-- Action item --
An identical copy of all the entries is the required result.

═══

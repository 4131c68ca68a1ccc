//! User-visible outcome notices with count-aware text.

#[cfg(test)]
#[path = "notice_test.rs"]
mod notice_test;

use std::fmt;

use crate::clipboard::PasteError;
use crate::drag::DropError;
use crate::entity::EntityKind;

/// The outcome surfaced to the user after an engine action. One notice
/// per user action, never one per item.
#[derive(Debug, Clone, Copy, PartialEq, Eq)]
pub enum Notice {
    /// Every move in a batch applied.
    Moved { kind: EntityKind, count: usize },
    /// Every duplicate in a batch applied.
    Copied { kind: EntityKind, count: usize },
    /// At least one call in a batch failed. Every item was still
    /// attempted; the counts cover the whole batch.
    BatchFailed { succeeded: usize, failed: usize },
    /// A drop was rejected before dispatch.
    DropRejected(DropError),
    /// A paste was rejected before dispatch.
    PasteRejected(PasteError),
}

impl fmt::Display for Notice {
    fn fmt(&self, f: &mut fmt::Formatter<'_>) -> fmt::Result {
        match self {
            Self::Moved { kind, count } => write_counted(f, *kind, *count, "moved"),
            Self::Copied { kind, count } => write_counted(f, *kind, *count, "copied"),
            Self::BatchFailed {
                succeeded: 0,
                failed: _,
            } => write!(f, "Operation failed"),
            Self::BatchFailed { succeeded, failed } => {
                write!(f, "{succeeded} succeeded, {failed} failed")
            }
            Self::DropRejected(err) => write!(f, "{err}"),
            Self::PasteRejected(err) => write!(f, "{err}"),
        }
    }
}

fn write_counted(
    f: &mut fmt::Formatter<'_>,
    kind: EntityKind,
    count: usize,
    verb: &str,
) -> fmt::Result {
    if count == 1 {
        write!(f, "{} {verb}", kind.title())
    } else {
        write!(f, "{count} {} {verb}", kind.label_plural())
    }
}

═══

-- Worked solution --
repository 4131c68ca68a1ccc
//! User-visible outcome notices with count-aware text.

#[cfg(test)]
#[path = "notice_test.rs"]
mod notice_test;

use std::fmt;

use crate::clipboard::PasteError;
use crate::drag::DropError;
use crate::entity::EntityKind;

/// The outcome surfaced to the user after an engine action. One notice
/// per user action, never one per item.
#[derive(Debug, Clone, Copy, PartialEq, Eq)]
pub enum Notice {
    /// Every move in a batch applied.
    Moved { kind: EntityKind, count: usize },
    /// Every duplicate in a batch applied.
    Copied { kind: EntityKind, count: usize },
    /// At least one call in a batch failed. Every item was still
    /// attempted; the counts cover the whole batch.
    BatchFailed { succeeded: usize, failed: usize },
    /// A drop was rejected before dispatch.
    DropRejected(DropError),
    /// A paste was rejected before dispatch.
    PasteRejected(PasteError),
}

impl fmt::Display for Notice {
    fn fmt(&self, f: &mut fmt::Formatter<'_>) -> fmt::Result {
        match self {
            Self::Moved { kind, count } => write_counted(f, *kind, *count, "moved"),
            Self::Copied { kind, count } => write_counted(f, *kind, *count, "copied"),
            Self::BatchFailed {
                succeeded: 0,
                failed: _,
            } => write!(f, "Operation failed"),
            Self::BatchFailed { succeeded, failed } => {
                write!(f, "{succeeded} succeeded, {failed} failed")
            }
            Self::DropRejected(err) => write!(f, "{err}"),
            Self::PasteRejected(err) => write!(f, "{err}"),
        }
    }
}

fn write_counted(
    f: &mut fmt::Formatter<'_>,
    kind: EntityKind,
    count: usize,
    verb: &str,
) -> fmt::Result {
    if count == 1 {
        write!(f, "{} {verb}", kind.title())
    } else {
        write!(f, "{count} {} {verb}", kind.label_plural())
    }
}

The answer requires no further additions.